The fracture callus contribution to the total rigidity of external fixator-fractured bone element was analysed. This study was achieved from both theoretical and experimental perspectives. The theoretical study was done using the finite element method with a three-dimensional model. In this model, both the callus and the development of its elastic characteristics were considered. A series of 38 New Zealand-California white rabbits with tibial fractures treated with some external fixation system was used in this study. Such devices could reproduce either rigid or elastic features. The frame dynamization can be obtained at different fracture healing stages. Animals were classified into four series: (1) rigid fixators, (2) dynamized fixators two weeks after surgery, (3) three weeks after surgery and (4) four weeks after surgery.
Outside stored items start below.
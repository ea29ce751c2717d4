//! Application-level errors surfaced to the CLI and HTTP boundaries.
//!
//! Remote failures are absorbed close to where they happen and rendered as
//! report content, so the variants here cover input validation, local setup,
//! and the rare unexpected failure that has to reach the outermost handler.

use thiserror::Error;

/// Errors that reach the CLI or HTTP boundary.
#[derive(Debug, Clone, Error, PartialEq, Eq)]
pub enum InsightError {
    /// The repository identifier did not match `owner/repo`.
    #[error("Invalid repository format. Use 'owner/repo' (got '{input}')")]
    InvalidRepository {
        /// The rejected input.
        input: String,
    },

    /// The feature identifier was not one of the catalogued features.
    #[error("Invalid feature ID. Use 1-8 (got '{input}')")]
    InvalidFeature {
        /// The rejected input.
        input: String,
    },

    /// A request body could not be decoded.
    #[error("Invalid request: {message}")]
    InvalidRequest {
        /// Decoder error detail.
        message: String,
    },

    /// A configured URL could not be parsed.
    #[error("invalid URL for {field}: {message}")]
    InvalidUrl {
        /// Configuration field holding the URL.
        field: &'static str,
        /// Parser error detail.
        message: String,
    },

    /// Configuration could not be loaded or was inconsistent.
    #[error("configuration error: {message}")]
    Configuration {
        /// Details about the configuration failure.
        message: String,
    },

    /// Local I/O failed (console, sockets, files).
    #[error("I/O error: {message}")]
    Io {
        /// Error detail from the underlying I/O operation.
        message: String,
    },

    /// A prompt template failed to render.
    #[error("prompt template '{template}' failed to render: {message}")]
    Template {
        /// Template name.
        template: &'static str,
        /// Renderer error detail.
        message: String,
    },

    /// The HTTP surface failed to bind or serve.
    #[error("HTTP server error: {message}")]
    Server {
        /// Error detail from the server runtime.
        message: String,
    },
}

impl InsightError {
    /// Wraps an I/O error.
    #[must_use]
    pub fn io(error: &std::io::Error) -> Self {
        Self::Io {
            message: error.to_string(),
        }
    }
}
Tension tests were performed to evaluate callus strength. Theoretical results showed significant levels of callus load transmission (85.5%) when the callus elastic modulus is 1 100 of the elastic modulus of intact bone in an external fixator with rigid features. Experimental analysis of the callus obtained with different external fixator systems did not show differences among them. This fact implies that the immature callus theoretically modelled ( E = 100 N mm −2) appears early in the rabbit fracture model (before two weeks, when first dynamisation was made), for this reason no differences were found between the two types of treatment (rigid and dynamized systems). This fact questions the reliability of the dynamization process in external fixation of fractures and it implies accurate investigations in the clinical field.